Let us gather the tax in stages. First, everybody divisible by $5$ pays a dollar. These are $5$, $10$, $15$ and so on up to $2045$, that is, $5\cdot 1, 5\cdot 2,\dots, 5\cdot 409$. So there are $409$ of them. It is useful to bring in the "floor" or "greatest integer $\le x$ " function, and call the number of dollars gathered in the first stage $\lfloor 2048/5\rfloor$.

But many numbers still owe some tax, namely $25,50,75,\dots,2025$. Get them to pay $1$ dollar each. These are the multiples of $25$, and there are $\lfloor 2048/25\rfloor$ of them.

But $125$, $250$, and so on still owe money. Get them to pay $1$ dollar each. We will gather $\lfloor 2048/125\rfloor$ dollars.

But $625$, $1250$, and $1875$ still owe money. Gather $1$ dollar from each, and we will get $\lfloor 2048/625\rfloor$ dollars.

Now everybody has paid up, and we have gathered a total of $$\lfloor 2048/5\rfloor + \lfloor 2048/25\rfloor +\lfloor 2048/125\rfloor +\lfloor 2048/625\rfloor$$ dollars. That's the number of terminal zeros in $2048!$.

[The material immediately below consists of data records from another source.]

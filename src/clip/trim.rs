// Clip export via the ffmpeg CLI: cuts a time range out of a clip, either
// copying the streams or re-encoding with one of a few presets.

use std::ffi::OsString;
use std::path::{Path, PathBuf};
use std::process::Command;
use std::time::{SystemTime, UNIX_EPOCH};

use log::debug;

use crate::error::ClipError;

#[derive(Debug, Clone, Copy, Default, PartialEq, Eq)]
pub enum ExportPreset {
    /// Stream copy, no re-encode
    #[default]
    Lossless,
    Discord,
    HighQuality,
    Compressed,
}

impl ExportPreset {
    /// Name used in default output file names.
    pub fn label(self) -> &'static str {
        match self {
            ExportPreset::Lossless => "Lossless",
            ExportPreset::Discord => "Discord",
            ExportPreset::HighQuality => "HighQuality",
            ExportPreset::Compressed => "Compressed",
        }
    }

    fn codec_args(self) -> &'static [&'static str] {
        match self {
            ExportPreset::Lossless => &["-c", "copy"],
            ExportPreset::Discord => &[
                "-c:v", "libx264", "-c:a", "aac", "-b:a", "192k", "-crf", "23", "-preset", "fast",
            ],
            ExportPreset::HighQuality => &[
                "-c:v", "libx264", "-c:a", "aac", "-b:a", "192k", "-crf", "18", "-preset", "slow",
            ],
            ExportPreset::Compressed => &[
                "-c:v", "libx264", "-c:a", "aac", "-b:a", "192k", "-crf", "28", "-preset",
                "veryfast",
            ],
        }
    }
}

/// Build the ffmpeg argument list for exporting `start..end` seconds of `input`.
pub fn trim_args(
    start: f64,
    end: f64,
    input: &Path,
    output: &Path,
    preset: ExportPreset,
) -> Result<Vec<OsString>, ClipError> {
    let duration = end - start;
    if !start.is_finite() || !end.is_finite() || start < 0.0 || duration <= 0.0 {
        return Err(ClipError::InvalidTrimRange { start, end });
    }

    let mut args: Vec<OsString> = vec![
        "-loglevel".into(),
        "error".into(),
        "-ss".into(),
        format!("{:.2}", start).into(),
        "-i".into(),
        input.as_os_str().to_owned(),
        "-t".into(),
        format!("{:.2}", duration).into(),
        "-map".into(),
        "0".into(),
    ];
    args.extend(preset.codec_args().iter().map(OsString::from));
    args.push("-y".into());
    args.push(output.as_os_str().to_owned());
    Ok(args)
}

/// `<clip dir>/<stem>_trim_<preset>_<HHMMSS><ext>`. Lossless keeps the clip's
/// container; re-encoded presets always produce `.mp4`.
pub fn default_export_path(input: &Path, preset: ExportPreset, stamp: &str) -> PathBuf {
    let stem = input
        .file_stem()
        .map(|s| s.to_string_lossy().into_owned())
        .unwrap_or_else(|| "clip".to_string());
    let ext = match (preset, input.extension()) {
        (ExportPreset::Lossless, Some(ext)) => format!(".{}", ext.to_string_lossy()),
        (ExportPreset::Lossless, None) => String::new(),
        _ => ".mp4".to_string(),
    };
    let name = format!("{}_trim_{}_{}{}", stem, preset.label(), stamp, ext);
    input.with_file_name(name)
}

/// `HHMMSS` of `now` in UTC.
pub fn time_stamp(now: SystemTime) -> String {
    let secs = now
        .duration_since(UNIX_EPOCH)
        .map(|d| d.as_secs())
        .unwrap_or(0)
        % 86_400;
    format!("{:02}{:02}{:02}", secs / 3600, secs % 3600 / 60, secs % 60)
}

/// Run ffmpeg to export `start..end` seconds of `input` to `output`.
pub fn export_clip(
    ffmpeg: &Path,
    input: &Path,
    output: &Path,
    start: f64,
    end: f64,
    preset: ExportPreset,
) -> Result<(), ClipError> {
    let args = trim_args(start, end, input, output, preset)?;
    let failed = |message: String| ClipError::ExportFailed {
        path: input.to_path_buf(),
        message,
    };

    if !input.is_file() {
        return Err(failed("clip file does not exist".to_string()));
    }
    if let Some(parent) = output.parent().filter(|p| !p.as_os_str().is_empty()) {
        std::fs::create_dir_all(parent).map_err(|e| failed(e.to_string()))?;
    }

    debug!(
        "ffmpeg export {:.2}s..{:.2}s ({}) -> {}",
        start,
        end,
        preset.label(),
        output.display()
    );

    let result = Command::new(ffmpeg)
        .args(args)
        .output()
        .map_err(|e| failed(format!("could not run {}: {}", ffmpeg.display(), e)))?;

    if !result.status.success() {
        let stderr = String::from_utf8_lossy(&result.stderr);
        let last = stderr.lines().last().unwrap_or("").trim();
        return Err(failed(format!("ffmpeg exited with {}: {}", result.status, last)));
    }
    if !output.is_file() {
        return Err(failed("ffmpeg produced no file".to_string()));
    }

    Ok(())
}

Count up the number of factors of $5$ and the number of factors of $2$ in $20!$. Since we get a zero for every pair of factors $5\cdot 2$, then the minimum of these will answer your question. More simply, $5$ happens less often as a factor (since it's bigger than $2$), so we need only count up the number of $5$'s. In particular, there's one each in $5,10,15,20$, so there are $4$ zeroes at the end.

If the problem had asked about $25!$, then there'd be $6$ zeroes--not $5$--because there are two factors of $5$ in $25$. Similar idea for other numbers.